In that way users can see that there was something wrong, today - data just disappears, when it fails to be indexed or the field is ignored. And the sysadmin might see error message in some logs ... but users wonder that data in elasticsearch is not complete and might have no access to elasticsearch logs. In my case I missed all Apache messages with status code 500 and size "-" instead of 0 - which is really bad - and depends on the log parser ...

A good example is Logsene, it adds Error-Annotations to failed documents together with the String version of the original source document (@sematext can catch Elasticsearch errors during the indexing process). So at least Logsene users can see failed index operations and orginal document in their UI or in Kibana. Thanks to this feature I'm able to report this issue to you.

It would be nice when such improvements would be available out of box for all Elasticsearch users.

abulhol · 2016-02-01T20:41:21Z

any news here?

balooka · 2016-03-22T10:09:44Z

I wish to upvote the issue too.
My understanding of the ignore_malformed purpose is to not lose events, even when you might lose some of its content.
In the current situation I'm in, a issue similar to what has been described here is occurring, and although it's identified and multiple mid-term approaches are looked into - Issue in our case relates to multiple sources sending similar event, so options like splitting the events in separate mappings, or even cleaning up the events before reaching elasticsearch could be done - I would have liked a short term approach similar to ignore_malformed functionality to be in place to help sort term.

BeccaMG · 2016-05-03T12:54:39Z

Same problem with dates.

When adding an object with a field of type "date", in my DB whenever it is empty it's represented as "" (empty string) causing this error:

[DEBUG][action.admin.indices.mapping.put] [x] failed to put mappings on indices [[all]], type [seedMember]
java.lang.IllegalArgumentException: mapper [nms_recipient.birthDate] of different type, current_type [string], merged_type [date]

satazor · 2016-05-06T14:21:55Z

Same problem with me. I'm using the ELK stack in which people may use the same properties but with different types. I don't want those properties to be searchable but I don't want to loose the entity event neither. I though ignore_malformed would do that but apparently is not working for all cases.

jarlelin · 2016-06-20T12:30:16Z

We are having issues with this same feature. We have documents that sometimes decide to have objects inside something that was intedended to have strings. We would like to not lose the whole document just because one of the nodes of data are malformed.

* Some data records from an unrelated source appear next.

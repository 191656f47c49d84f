//! Overall confidence for one interpretation.

use hc_protocol::{DeviceMatch, Intent, Parameters};

pub const INTENT_WEIGHT: f64 = 0.3;
/// Cap on the contribution of the top device match.
pub const MATCH_CAP: f64 = 0.5;
pub const PARAMETER_WEIGHT: f64 = 0.2;

/// Combine intent, best device match and parameter signals into [0, 1].
///
/// `matches` must already be ranked; only the first entry counts.
pub fn aggregate(intent: Intent, matches: &[DeviceMatch], params: &Parameters) -> f64 {
    let mut confidence = 0.0;

    if intent.is_known() {
        confidence += INTENT_WEIGHT;
    }
    if let Some(top) = matches.first() {
        confidence += top.confidence.min(MATCH_CAP);
    }
    if !params.is_empty() {
        confidence += PARAMETER_WEIGHT;
    }

    confidence.clamp(0.0, 1.0)
}
//! JSON report printed by `hc-interpret`.

use serde::Serialize;

use hc_context::DispatchResult;
use hc_protocol::{ControlPlan, ProcessedContext};

/// Interpretation plus the planning outcome. Exactly one of `plan` and
/// `plan_error` is non-null.
#[derive(Debug, Clone, Serialize)]
pub struct Report {
    pub context: ProcessedContext,
    pub plan: Option<ControlPlan>,
    pub plan_error: Option<String>,
}

impl Report {
    pub fn new(context: ProcessedContext, plan: DispatchResult<ControlPlan>) -> Self {
        let (plan, plan_error) = match plan {
            Ok(plan) => (Some(plan), None),
            Err(e) => (None, Some(e.to_string())),
        };
        Self {
            context,
            plan,
            plan_error,
        }
    }
}
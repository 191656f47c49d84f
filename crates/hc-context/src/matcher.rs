//! Multi-signal device matching.
//!
//! Each device accumulates additive weights for every signal it hits:
//!
//! | signal     | weight |
//! |------------|--------|
//! | exact name | 0.8    |
//! | fuzzy name | 0.6    |
//! | explicit id| 0.9    |
//! | type       | 0.4    |
//! | room       | 0.5    |
//!
//! Scores are deliberately left unclamped; ranking relies on the raw sums.

use std::sync::LazyLock;

use regex::Regex;

use hc_protocol::{Capabilities, DeviceMatch, DeviceRecord, MatchReason, RoomMap, SuggestedAction};
use hc_taxonomy::CategoryCatalog;

use crate::config::ProcessorConfig;
use crate::snapshot::Snapshot;

pub const EXACT_NAME_WEIGHT: f64 = 0.8;
pub const FUZZY_NAME_WEIGHT: f64 = 0.6;
pub const ID_WEIGHT: f64 = 0.9;
pub const TYPE_WEIGHT: f64 = 0.4;
pub const ROOM_WEIGHT: f64 = 0.5;

// "number 5", "số 12", "id7", "device 5", "thiết bị 3"
static RE_DEVICE_ID: LazyLock<Regex> = LazyLock::new(|| {
    Regex::new(r"\b(?:number|số|id|device|thiết bị)\s*([0-9]+)\b").unwrap()
});

/// Score every device in the snapshot and return the best candidates,
/// highest first. Ties keep snapshot order.
pub fn find_matches(
    normalized: &str,
    snapshot: &Snapshot,
    catalog: &dyn CategoryCatalog,
    config: &ProcessorConfig,
) -> Vec<DeviceMatch> {
    let requested_id = requested_device_id(normalized);

    let mut matches: Vec<DeviceMatch> = snapshot
        .devices()
        .iter()
        .map(|device| score_device(device, normalized, requested_id, snapshot.rooms(), catalog))
        .filter(|m| m.confidence > config.min_match_confidence)
        .collect();

    // Stable: equal scores stay in snapshot order.
    matches.sort_by(|a, b| b.confidence.total_cmp(&a.confidence));
    matches.truncate(config.max_matches);
    matches
}

/// First explicit id mention in the text, if any.
///
/// Digit runs that overflow `u64` cannot name a device and are ignored.
pub fn requested_device_id(normalized: &str) -> Option<u64> {
    RE_DEVICE_ID
        .captures(normalized)
        .and_then(|caps| caps.get(1))
        .and_then(|m| m.as_str().parse().ok())
}

/// Score one device against normalized text.
pub fn score_device(
    device: &DeviceRecord,
    normalized: &str,
    requested_id: Option<u64>,
    rooms: &RoomMap,
    catalog: &dyn CategoryCatalog,
) -> DeviceMatch {
    let mut confidence = 0.0;
    let mut matched_by = Vec::new();

    let name = device.name.to_lowercase();
    if normalized.contains(&name) {
        confidence += EXACT_NAME_WEIGHT;
        matched_by.push(MatchReason::ExactName);
    } else if fuzzy_name_match(&name, normalized) {
        confidence += FUZZY_NAME_WEIGHT;
        matched_by.push(MatchReason::FuzzyName);
    }

    if requested_id == Some(u64::from(device.id)) {
        confidence += ID_WEIGHT;
        matched_by.push(MatchReason::Id);
    }

    if type_match(device, normalized, catalog) {
        confidence += TYPE_WEIGHT;
        matched_by.push(MatchReason::Type);
    }

    let room = device
        .room_id
        .and_then(|id| rooms.get(&id))
        .map(|name| name.to_lowercase());
    if let Some(room) = room
        && !room.is_empty()
        && normalized.contains(&room)
    {
        confidence += ROOM_WEIGHT;
        matched_by.push(MatchReason::Room);
    }

    DeviceMatch {
        device: device.clone(),
        confidence,
        matched_by,
        suggested_actions: suggested_actions(device.capabilities.as_ref()),
    }
}

/// Any space-separated name word longer than two characters appears in the text.
fn fuzzy_name_match(name: &str, normalized: &str) -> bool {
    name.split(' ')
        .any(|word| word.chars().count() > 2 && normalized.contains(word))
}

fn type_match(device: &DeviceRecord, normalized: &str, catalog: &dyn CategoryCatalog) -> bool {
    let display = catalog.display_name(device.category).to_lowercase();
    normalized.contains(&display)
        || catalog
            .keywords(device.category)
            .iter()
            .any(|keyword| normalized.contains(keyword))
}

/// Actions the capability flags allow, in a fixed order.
pub fn suggested_actions(capabilities: Option<&Capabilities>) -> Vec<SuggestedAction> {
    let Some(caps) = capabilities else {
        return Vec::new();
    };

    [
        (caps.can_turn_on, SuggestedAction::TurnOn),
        (caps.can_turn_off, SuggestedAction::TurnOff),
        (caps.can_set_brightness, SuggestedAction::SetBrightness),
        (caps.can_set_color, SuggestedAction::SetColor),
        (caps.can_set_position, SuggestedAction::SetPosition),
        (caps.can_set_temperature, SuggestedAction::SetTemperature),
    ]
    .into_iter()
    .filter_map(|(allowed, action)| allowed.then_some(action))
    .collect()
}
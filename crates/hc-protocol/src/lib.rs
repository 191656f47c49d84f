pub mod commands;
pub mod context;
pub mod device;
pub mod intent;

pub use commands::*;
pub use context::*;
pub use device::*;
pub use intent::*;
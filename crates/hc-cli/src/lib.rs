//! Home-control interpreter front end, library crate.
//!
//! Exposes config, inventory loading, argument parsing and report building so
//! the binary stays thin and `hc-e2e-tests` can drive the same code paths.

pub mod args;
pub mod config;
pub mod inventory;
pub mod report;
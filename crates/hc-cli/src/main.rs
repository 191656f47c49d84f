//! hc-interpret: interpret one home-control command against a hub inventory
//! and print the result as JSON.

use tracing_subscriber::EnvFilter;

use hc_cli::args::Args;
use hc_cli::config::CliConfig;
use hc_cli::inventory::Inventory;
use hc_cli::report::Report;
use hc_context::{ContextProcessor, DispatchOptions};
use hc_taxonomy::StaticCatalog;

fn main() -> anyhow::Result<()> {
    tracing_subscriber::fmt()
        .with_env_filter(EnvFilter::from_default_env())
        .with_writer(std::io::stderr)
        .json()
        .init();

    let args = Args::parse(std::env::args().skip(1))?;

    let config = CliConfig::from_file(&args.config_path)?;
    tracing::info!(
        inventory = %config.inventory_path.display(),
        max_matches = config.processor.max_matches,
        "config loaded"
    );

    let inventory = Inventory::from_file(&config.inventory_path, &StaticCatalog)?;
    tracing::info!(
        devices = inventory.devices.len(),
        rooms = inventory.rooms.len(),
        "inventory loaded"
    );

    let processor = ContextProcessor::new(inventory.devices, inventory.rooms)
        .with_config(config.processor)?
        .with_dispatch_config(config.dispatch)?;

    let context = processor.process_context(&args.command);
    let options = DispatchOptions {
        force_device_id: args.force_device_id,
    };
    let plan = processor.plan_context(&context, &options);
    if let Err(e) = &plan {
        tracing::warn!(error = %e, "no control plan");
    }

    let report = Report::new(context, plan);
    println!("{}", serde_json::to_string_pretty(&report)?);
    Ok(())
}
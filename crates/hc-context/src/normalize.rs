//! Input canonicalization shared by every pipeline stage.

use std::sync::LazyLock;

use regex::Regex;

static RE_NON_WORD: LazyLock<Regex> = LazyLock::new(|| Regex::new(r"[^\w\s]").unwrap());
static RE_SPACES: LazyLock<Regex> = LazyLock::new(|| Regex::new(r"\s+").unwrap());

/// Lower-case, replace punctuation with spaces, collapse whitespace, trim.
///
/// Word characters are Unicode-aware, so Vietnamese letters such as "ộ" or
/// "đ" survive untouched.
pub fn normalize(input: &str) -> String {
    let lower = input.to_lowercase();
    let spaced = RE_NON_WORD.replace_all(&lower, " ");
    RE_SPACES.replace_all(&spaced, " ").trim().to_string()
}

This is the behaviour I expected to get from setting ignore_malformed on the properties, and I would applaude such a feature.

DaTebe · 2016-08-26T15:40:43Z

Hay, I have the same problem. Is there any solution (even if it is a bit hacky) out there?

goodfella1408 · 2016-09-09T07:17:47Z

Facing this in elasticsearch 2.3.1 . Before this bug is fixed we should atleast have a list of bad fields inside mapper_parsing_exception error so that the app can choose to remove them . Currently there is no standard field in the error through which these keys can be retrieved -

"error":{"type":"mapper_parsing_exception","reason":"object mapping for [A.B.C.D] tried to parse field [D] as object, but found a concrete value"}}

The app would have to parse the reason string and extract A.B.C.D which will fail if the error doc format changes . Additionally mapper_parsing_exception error itself must be using different formats for different parsing error scenarios all of which need to be handled by the app

BeccaMG · 2016-09-14T04:05:27Z

I used a workaround for this matter following the recommendations from Elasticsearch forums and official documentation.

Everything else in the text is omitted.